- _What is needed_: Whenever the word "collect" appears in a line of the listing, copy that line.

- _Records for this task_:
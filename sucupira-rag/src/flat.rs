//! Exact brute-force vector index.
//!
//! [`FlatIndex`] keeps documents in insertion order behind a
//! `tokio::sync::RwLock` and scores every document on each query. At catalog
//! sizes (tens of thousands of journals) a linear scan is fast enough; larger
//! corpora can swap in an approximate [`VectorIndex`] implementation.

use std::path::Path;

use async_trait::async_trait;
use tokio::sync::RwLock;
use tracing::debug;
use uuid::Uuid;

use crate::document::{Document, NewDocument, SearchResult};
use crate::embedding::ProviderIdentity;
use crate::error::{RagError, Result};
use crate::index::{Metric, VectorIndex};
use crate::snapshot::{self, FORMAT_VERSION, IndexSnapshot};

#[derive(Debug, Default)]
struct FlatInner {
    dimensions: Option<usize>,
    documents: Vec<Document>,
}

/// An in-memory exact index.
///
/// # Example
///
/// ```rust,ignore
/// use sucupira_rag::{FlatIndex, Metric, VectorIndex};
///
/// let index = FlatIndex::new(Metric::Cosine, provider.identity());
/// index.insert(batch).await?;
/// index.persist("catalog.json").await?;
/// let restored = FlatIndex::load("catalog.json").await?;
/// ```
#[derive(Debug)]
pub struct FlatIndex {
    metric: Metric,
    provider: ProviderIdentity,
    inner: RwLock<FlatInner>,
}

impl FlatIndex {
    /// Create an empty index for vectors produced by `provider`.
    pub fn new(metric: Metric, provider: ProviderIdentity) -> Self {
        Self { metric, provider, inner: RwLock::new(FlatInner::default()) }
    }

    /// Copy the whole index into a serializable snapshot.
    pub async fn snapshot(&self) -> IndexSnapshot {
        let inner = self.inner.read().await;
        IndexSnapshot {
            format_version: FORMAT_VERSION,
            metric: self.metric,
            dimensions: inner.dimensions,
            provider: self.provider.clone(),
            documents: inner.documents.clone(),
        }
    }

    /// Rebuild an index from a snapshot. The snapshot is trusted as-is.
    pub fn from_snapshot(snapshot: IndexSnapshot) -> Self {
        Self {
            metric: snapshot.metric,
            provider: snapshot.provider,
            inner: RwLock::new(FlatInner {
                dimensions: snapshot.dimensions,
                documents: snapshot.documents,
            }),
        }
    }

    /// Write the index to `path` as a JSON snapshot.
    pub async fn persist(&self, path: impl AsRef<Path>) -> Result<()> {
        let snapshot = self.snapshot().await;
        snapshot::write(path.as_ref(), &snapshot).await
    }

    /// Load an index previously written by [`persist`](Self::persist).
    ///
    /// # Errors
    ///
    /// [`RagError::NotFound`] if `path` does not exist,
    /// [`RagError::CorruptIndex`] if it cannot be decoded.
    pub async fn load(path: impl AsRef<Path>) -> Result<Self> {
        let snapshot = snapshot::read(path.as_ref()).await?;
        Ok(Self::from_snapshot(snapshot))
    }

    /// All documents in insertion order.
    pub async fn documents(&self) -> Vec<Document> {
        self.inner.read().await.documents.clone()
    }
}

fn check_finite(vector: &[f32], what: &str) -> Result<()> {
    if vector.is_empty() {
        return Err(RagError::InvalidArgument(format!("{what} must not be empty")));
    }
    if vector.iter().any(|x| !x.is_finite()) {
        return Err(RagError::InvalidArgument(format!("{what} contains non-finite values")));
    }
    Ok(())
}

#[async_trait]
impl VectorIndex for FlatIndex {
    async fn insert(&self, batch: Vec<NewDocument>) -> Result<Vec<String>> {
        if batch.is_empty() {
            return Ok(Vec::new());
        }

        let mut inner = self.inner.write().await;
        let expected = inner.dimensions.unwrap_or(self.provider.dimensions);
        for item in &batch {
            check_finite(&item.embedding, "embedding")?;
            if item.embedding.len() != expected {
                return Err(RagError::DimensionMismatch { expected, actual: item.embedding.len() });
            }
        }

        let mut ids = Vec::with_capacity(batch.len());
        inner.documents.reserve(batch.len());
        for item in batch {
            let id = Uuid::new_v4().to_string();
            ids.push(id.clone());
            inner.documents.push(Document::new(id, item));
        }
        inner.dimensions = Some(expected);
        debug!(inserted = ids.len(), total = inner.documents.len(), "batch inserted");
        Ok(ids)
    }

    async fn query(&self, vector: &[f32], k: usize) -> Result<Vec<SearchResult>> {
        if k == 0 {
            return Err(RagError::InvalidArgument("k must be at least 1".to_string()));
        }
        check_finite(vector, "query vector")?;

        let inner = self.inner.read().await;
        if let Some(expected) = inner.dimensions {
            if vector.len() != expected {
                return Err(RagError::DimensionMismatch { expected, actual: vector.len() });
            }
        }

        let mut scored: Vec<(usize, f32)> = inner
            .documents
            .iter()
            .enumerate()
            .map(|(position, document)| (position, self.metric.score(vector, document.embedding())))
            .collect();

        // Stable sort: equal scores stay in insertion order.
        scored.sort_by(|a, b| self.metric.best_first(a.1, b.1));
        scored.truncate(k);

        Ok(scored
            .into_iter()
            .map(|(position, score)| SearchResult {
                document: inner.documents[position].clone(),
                score,
            })
            .collect())
    }

    async fn len(&self) -> usize {
        self.inner.read().await.documents.len()
    }

    async fn dimensions(&self) -> Option<usize> {
        self.inner.read().await.dimensions
    }

    fn metric(&self) -> Metric {
        self.metric
    }

    fn provider(&self) -> &ProviderIdentity {
        &self.provider
    }
}

#[cfg(test)]
mod tests {
    use super::*;
    use crate::document::Metadata;

    fn identity(dims: usize) -> ProviderIdentity {
        ProviderIdentity::new("test", "unit", dims)
    }

    fn doc(text: &str, embedding: Vec<f32>) -> NewDocument {
        NewDocument::new(text, Metadata::new().with("Title", text), embedding)
    }

    #[tokio::test]
    async fn mismatched_batch_inserts_nothing() {
        let index = FlatIndex::new(Metric::Cosine, identity(2));
        index.insert(vec![doc("a", vec![1.0, 0.0])]).await.unwrap();

        let err = index
            .insert(vec![doc("b", vec![0.0, 1.0]), doc("c", vec![1.0, 0.0, 0.0])])
            .await
            .unwrap_err();
        assert!(matches!(err, RagError::DimensionMismatch { expected: 2, actual: 3 }));
        assert_eq!(index.len().await, 1);
    }

    #[tokio::test]
    async fn first_insert_must_match_provider_dimensions() {
        let index = FlatIndex::new(Metric::Cosine, identity(3));
        let err = index.insert(vec![doc("a", vec![1.0, 0.0])]).await.unwrap_err();
        assert!(matches!(err, RagError::DimensionMismatch { expected: 3, actual: 2 }));
        assert_eq!(index.dimensions().await, None);
    }

    #[tokio::test]
    async fn zero_k_is_invalid() {
        let index = FlatIndex::new(Metric::Cosine, identity(2));
        let err = index.query(&[1.0, 0.0], 0).await.unwrap_err();
        assert!(matches!(err, RagError::InvalidArgument(_)));
    }

    #[tokio::test]
    async fn empty_index_returns_no_results() {
        let index = FlatIndex::new(Metric::Cosine, identity(2));
        assert!(index.query(&[1.0, 0.0], 3).await.unwrap().is_empty());
    }

    #[tokio::test]
    async fn ties_keep_insertion_order() {
        let index = FlatIndex::new(Metric::Cosine, identity(2));
        index
            .insert(vec![
                doc("first", vec![1.0, 0.0]),
                doc("other", vec![0.0, 1.0]),
                doc("second", vec![2.0, 0.0]),
            ])
            .await
            .unwrap();

        let results = index.query(&[1.0, 0.0], 3).await.unwrap();
        let texts: Vec<&str> = results.iter().map(|r| r.document.text()).collect();
        assert_eq!(texts, ["first", "second", "other"]);
    }

    #[tokio::test]
    async fn euclidean_ranks_nearest_first() {
        let index = FlatIndex::new(Metric::Euclidean, identity(2));
        index
            .insert(vec![doc("far", vec![10.0, 10.0]), doc("near", vec![1.0, 1.0])])
            .await
            .unwrap();
        let results = index.query(&[0.0, 0.0], 1).await.unwrap();
        assert_eq!(results[0].document.text(), "near");
        assert!(!index.metric().higher_is_closer());
    }

    #[tokio::test]
    async fn rejects_non_finite_embeddings() {
        let index = FlatIndex::new(Metric::Cosine, identity(2));
        let err = index.insert(vec![doc("nan", vec![f32::NAN, 0.0])]).await.unwrap_err();
        assert!(matches!(err, RagError::InvalidArgument(_)));
    }

    #[tokio::test]
    async fn query_dimension_is_checked() {
        let index = FlatIndex::new(Metric::Cosine, identity(2));
        index.insert(vec![doc("a", vec![1.0, 0.0])]).await.unwrap();
        let err = index.query(&[1.0, 0.0, 0.0], 1).await.unwrap_err();
        assert!(matches!(err, RagError::DimensionMismatch { .. }));
    }
}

- _Answer to this task_:
            .collect();
            .collect())
        let texts: Vec<&str> = results.iter().map(|r| r.document.text()).collect();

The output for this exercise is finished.